As I was reading this passage this week I noticed a few things that stuck out. The beggar was calling Jesus by different names; “Son of David” and “the Nazarene”. Both of these struck me as a little out of the ordinary. Not totally odd-but not the usual. I think both of them are recognition tactics and we can find out about what these characters (the crowd and the beggar) think about Jesus because of them.

The crowd is simply identifying Jesus via location. Not something that odd, but when it is held in conjunction of the beggar’s “Son of David” it makes you think a little. I think about motivation, power and who these people believed Jesus to be (and what he could do).
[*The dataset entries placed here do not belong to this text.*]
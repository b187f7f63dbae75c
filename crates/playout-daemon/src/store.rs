//! Request store seam and the bundled JSON-file implementation.
//!
//! The scheduler never trusts change payloads: every `StoreChange` only means
//! "something changed, re-read `list_pending()`".
use std::collections::BTreeMap;
use std::path::PathBuf;

use async_trait::async_trait;
use chrono::{DateTime, Utc};
use playout_proto::request::{MediaRequest, NewRequest, RequestId, RequestStatus};
use tokio::sync::{broadcast, RwLock};
use tracing::{debug, info};

use crate::error::{StoreError, StoreResult};

/// Change notification emitted after every committed write.
#[derive(Debug, Clone, PartialEq)]
pub enum StoreChange {
    Inserted(RequestId),
    StatusChanged { id: RequestId, status: RequestStatus },
}

#[async_trait]
pub trait RequestStore: Send + Sync {
    /// Append a `Pending` request.  The store assigns id and `submitted_at`.
    async fn insert(&self, request: NewRequest) -> StoreResult<MediaRequest>;

    /// Move a request along its lifecycle; illegal edges are rejected.
    async fn update_status(&self, id: RequestId, status: RequestStatus)
        -> StoreResult<MediaRequest>;

    /// Every `Pending` request, in no particular order.
    async fn list_pending(&self) -> StoreResult<Vec<MediaRequest>>;

    async fn get(&self, id: RequestId) -> StoreResult<MediaRequest>;

    /// Every request ever submitted, newest first.
    async fn list_all(&self) -> StoreResult<Vec<MediaRequest>>;

    /// Change notifier.  Delivery is at-least-once from the reader's view:
    /// a lagged receiver should treat the lag itself as a change.
    fn subscribe(&self) -> broadcast::Receiver<StoreChange>;
}

#[derive(Debug, Default)]
struct Table {
    rows: BTreeMap<RequestId, MediaRequest>,
    next_id: u64,
    last_submitted: Option<DateTime<Utc>>,
}

impl Table {
    fn from_rows(rows: Vec<MediaRequest>) -> Self {
        let next_id = rows.iter().map(|r| r.id.0).max().unwrap_or(0) + 1;
        let last_submitted = rows.iter().map(|r| r.submitted_at).max();
        Self {
            rows: rows.into_iter().map(|r| (r.id, r)).collect(),
            next_id,
            last_submitted,
        }
    }

    /// Wall-clock time, bumped so no two requests share a timestamp.
    fn next_submitted_at(&mut self) -> DateTime<Utc> {
        let mut at = Utc::now();
        if let Some(last) = self.last_submitted {
            if at <= last {
                at = last + chrono::Duration::microseconds(1);
            }
        }
        self.last_submitted = Some(at);
        at
    }
}

/// In-process request table, optionally mirrored to a JSON file after every
/// write.
pub struct LocalStore {
    table: RwLock<Table>,
    file: Option<PathBuf>,
    changes: broadcast::Sender<StoreChange>,
}

impl LocalStore {
    pub fn in_memory() -> Self {
        Self::with_table(Table {
            next_id: 1,
            ..Table::default()
        }, None)
    }

    /// Load `path` if it exists; later writes are persisted there.
    pub fn open(path: PathBuf) -> StoreResult<Self> {
        let rows: Vec<MediaRequest> = match std::fs::read_to_string(&path) {
            Ok(content) if !content.trim().is_empty() => serde_json::from_str(&content)?,
            Ok(_) => Vec::new(),
            Err(e) if e.kind() == std::io::ErrorKind::NotFound => Vec::new(),
            Err(e) => return Err(e.into()),
        };
        info!("store: loaded {} requests from {:?}", rows.len(), path);
        Ok(Self::with_table(Table::from_rows(rows), Some(path)))
    }

    fn with_table(table: Table, file: Option<PathBuf>) -> Self {
        let (changes, _) = broadcast::channel(256);
        Self {
            table: RwLock::new(table),
            file,
            changes,
        }
    }

    async fn persist(&self, table: &Table) -> StoreResult<()> {
        let Some(path) = &self.file else {
            return Ok(());
        };
        if let Some(parent) = path.parent() {
            tokio::fs::create_dir_all(parent).await?;
        }
        let rows: Vec<&MediaRequest> = table.rows.values().collect();
        let json = serde_json::to_string_pretty(&rows)?;
        // Write-then-rename.
        let tmp = path.with_extension("json.tmp");
        tokio::fs::write(&tmp, json).await?;
        tokio::fs::rename(&tmp, path).await?;
        Ok(())
    }

    fn notify(&self, change: StoreChange) {
        // No subscribers is fine.
        let _ = self.changes.send(change);
    }
}

#[async_trait]
impl RequestStore for LocalStore {
    async fn insert(&self, request: NewRequest) -> StoreResult<MediaRequest> {
        request
            .validate()
            .map_err(|e| StoreError::Invalid(e.to_string()))?;

        let row = {
            let mut table = self.table.write().await;
            let id = RequestId(table.next_id);
            table.next_id += 1;
            let row = MediaRequest {
                id,
                kind: request.kind,
                payload: request.payload,
                status: RequestStatus::Pending,
                submitted_at: table.next_submitted_at(),
                requester_id: request.requester_id,
                started_at: None,
                finished_at: None,
            };
            table.rows.insert(id, row.clone());
            self.persist(&table).await?;
            row
        };

        debug!("store: inserted {} {} from {}", row.id, row.kind.label(), row.requester_id);
        self.notify(StoreChange::Inserted(row.id));
        Ok(row)
    }

    async fn update_status(
        &self,
        id: RequestId,
        status: RequestStatus,
    ) -> StoreResult<MediaRequest> {
        let row = {
            let mut table = self.table.write().await;
            let row = table.rows.get_mut(&id).ok_or(StoreError::NotFound(id))?;
            if !row.status.can_transition_to(&status) {
                return Err(StoreError::invalid_transition(id, &row.status, &status));
            }
            let now = Utc::now();
            match &status {
                RequestStatus::Playing => {
                    row.started_at = Some(now);
                    row.finished_at = None;
                }
                RequestStatus::Pending => row.started_at = None,
                RequestStatus::Completed(_) => row.finished_at = Some(now),
            }
            row.status = status.clone();
            let row = row.clone();
            self.persist(&table).await?;
            row
        };

        debug!("store: {} → {}", id, status.label());
        self.notify(StoreChange::StatusChanged { id, status });
        Ok(row)
    }

    async fn list_pending(&self) -> StoreResult<Vec<MediaRequest>> {
        let table = self.table.read().await;
        Ok(table
            .rows
            .values()
            .filter(|r| r.status.is_pending())
            .cloned()
            .collect())
    }

    async fn get(&self, id: RequestId) -> StoreResult<MediaRequest> {
        let table = self.table.read().await;
        table.rows.get(&id).cloned().ok_or(StoreError::NotFound(id))
    }

    async fn list_all(&self) -> StoreResult<Vec<MediaRequest>> {
        let table = self.table.read().await;
        Ok(table.rows.values().rev().cloned().collect())
    }

    fn subscribe(&self) -> broadcast::Receiver<StoreChange> {
        self.changes.subscribe()
    }
}
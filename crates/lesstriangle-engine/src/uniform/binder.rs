use super::UniformValue;

/// Framebuffer size in pixels, possibly scaled down (see [`scaled_resolution`]).
pub const RESOLUTION: &str = "resolution";
/// Seconds since the render loop started.
pub const U_TIME: &str = "u_time";
/// `1` for day lighting, `0` for night.
pub const DAY_TIME: &str = "day_time";

/// Receiver of named uniform writes.
pub trait UniformTarget {
    /// Sets `name` to `value`. A name the target does not know is a silent no-op.
    fn set_uniform(&mut self, name: &str, value: UniformValue);
}

/// Per-frame input to the binder, recomputed every iteration.
#[derive(Debug, Copy, Clone, PartialEq)]
pub struct FrameState {
    pub elapsed_time: f32,
    pub resolution: (i32, i32),
    pub night_mode: bool,
}

/// Pushes [`FrameState`] into the active program's uniforms.
///
/// `u_time` and `day_time` are written every frame. `resolution` is written on
/// the first frame and then only when it changes.
#[derive(Debug, Clone, Default)]
pub struct FrameUniformBinder {
    bound_resolution: Option<(i32, i32)>,
}

impl FrameUniformBinder {
    pub fn new() -> Self {
        Self::default()
    }

    pub fn bind<T>(&mut self, target: &mut T, state: &FrameState)
    where
        T: UniformTarget + ?Sized,
    {
        if self.bound_resolution != Some(state.resolution) {
            let (w, h) = state.resolution;
            target.set_uniform(RESOLUTION, UniformValue::IVec2([w, h]));
            self.bound_resolution = Some(state.resolution);
        }

        target.set_uniform(U_TIME, UniformValue::Float(state.elapsed_time));
        target.set_uniform(DAY_TIME, UniformValue::Int(i32::from(!state.night_mode)));
    }

    /// Forces `resolution` to be written again on the next `bind`.
    pub fn invalidate(&mut self) {
        self.bound_resolution = None;
    }
}

/// Framebuffer size divided by `divisor` (a divisor of 0 counts as 1).
pub fn scaled_resolution(width: u32, height: u32, divisor: u32) -> (i32, i32) {
    let d = divisor.max(1);
    let clamp = |v: u32| i32::try_from(v / d).unwrap_or(i32::MAX);
    (clamp(width), clamp(height))
}

#[cfg(test)]
mod tests {
    use super::*;

    #[derive(Default)]
    struct Recorder {
        writes: Vec<(String, UniformValue)>,
    }

    impl UniformTarget for Recorder {
        fn set_uniform(&mut self, name: &str, value: UniformValue) {
            self.writes.push((name.to_string(), value));
        }
    }

    impl Recorder {
        fn names(&self) -> Vec<&str> {
            self.writes.iter().map(|(n, _)| n.as_str()).collect()
        }
    }

    fn state(t: f32) -> FrameState {
        FrameState { elapsed_time: t, resolution: (128, 96), night_mode: true }
    }

    // ── binding order ─────────────────────────────────────────────────────

    #[test]
    fn first_frame_binds_all_three() {
        let mut r = Recorder::default();
        FrameUniformBinder::new().bind(&mut r, &state(0.0));
        assert_eq!(r.names(), [RESOLUTION, U_TIME, DAY_TIME]);
        assert_eq!(r.writes[0].1, UniformValue::IVec2([128, 96]));
    }

    #[test]
    fn resolution_is_bound_once_while_unchanged() {
        let mut r = Recorder::default();
        let mut b = FrameUniformBinder::new();
        b.bind(&mut r, &state(0.0));
        b.bind(&mut r, &state(0.016));
        b.bind(&mut r, &state(0.033));
        assert_eq!(r.names().iter().filter(|n| **n == RESOLUTION).count(), 1);
        assert_eq!(r.names().iter().filter(|n| **n == U_TIME).count(), 3);
    }

    #[test]
    fn resolution_change_is_rebound() {
        let mut r = Recorder::default();
        let mut b = FrameUniformBinder::new();
        b.bind(&mut r, &state(0.0));
        b.bind(&mut r, &FrameState { resolution: (256, 192), ..state(0.1) });
        assert_eq!(r.writes[3], (RESOLUTION.to_string(), UniformValue::IVec2([256, 192])));
    }

    #[test]
    fn invalidate_forces_rebind() {
        let mut r = Recorder::default();
        let mut b = FrameUniformBinder::new();
        b.bind(&mut r, &state(0.0));
        b.invalidate();
        b.bind(&mut r, &state(0.1));
        assert_eq!(r.names().iter().filter(|n| **n == RESOLUTION).count(), 2);
    }

    // ── values ────────────────────────────────────────────────────────────

    #[test]
    fn day_time_is_negated_night_flag() {
        let mut r = Recorder::default();
        let mut b = FrameUniformBinder::new();
        b.bind(&mut r, &state(0.0));
        b.bind(&mut r, &FrameState { night_mode: false, ..state(0.0) });
        let day: Vec<_> = r.writes.iter().filter(|(n, _)| n == DAY_TIME).map(|(_, v)| *v).collect();
        assert_eq!(day, [UniformValue::Int(0), UniformValue::Int(1)]);
    }

    #[test]
    fn u_time_carries_elapsed_seconds() {
        let mut r = Recorder::default();
        FrameUniformBinder::new().bind(&mut r, &state(3.25));
        assert!(r.writes.contains(&(U_TIME.to_string(), UniformValue::Float(3.25))));
    }

    // ── scaled_resolution ─────────────────────────────────────────────────

    #[test]
    fn scaled_resolution_divides() {
        assert_eq!(scaled_resolution(1024, 768, 8), (128, 96));
        assert_eq!(scaled_resolution(1024, 768, 1), (1024, 768));
    }

    #[test]
    fn scaled_resolution_zero_divisor_is_identity() {
        assert_eq!(scaled_resolution(640, 480, 0), (640, 480));
    }
}
//! Uniform values and per-frame binding.
//!
//! Convention:
//! - uniforms are resolved by name against the linked program
//! - a name the program does not declare is a silent no-op
//! - the uniform contract with shader resources is `resolution` (`vec2<i32>`),
//!   `u_time` (`f32`) and `day_time` (`i32`, 0 or 1)

mod binder;
mod table;
mod value;

pub use binder::{scaled_resolution, FrameState, FrameUniformBinder, UniformTarget, DAY_TIME, RESOLUTION, U_TIME};
pub use table::{SetOutcome, UniformTable};
pub use value::UniformValue;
The beggar was persistent. Calling out twice. The tone of Jesus’ response is almost a little aggressive. Jesus noticed this man and his persistence and is responding to it. We read in the previous passage about Jesus making his final journey to Jerusalem, Jericho was simply on the way.

After the healing, the beggar “followed Jesus”. We don’t know for how long. It might just be a statement of intellectual following or it might have been physical.

What is this story is a picture of what we should be doing?

Chasing Jesus.

Calling out by talking about who we believe him to be. Realizing what the crowd around me is recognizing him to be (or most likely not recognizing) and instead engaging and expecting to experience Jesus.

I asked myself these questions after I read the text. I encourage you to as well. Take just a moment to reflect.

1. How am I chasing Jesus?

2, How am I hollering at him over the crowds?

3. Am I willing for Jesus to heal the thing that stops me the most? Am I prepared for that kind of freedom?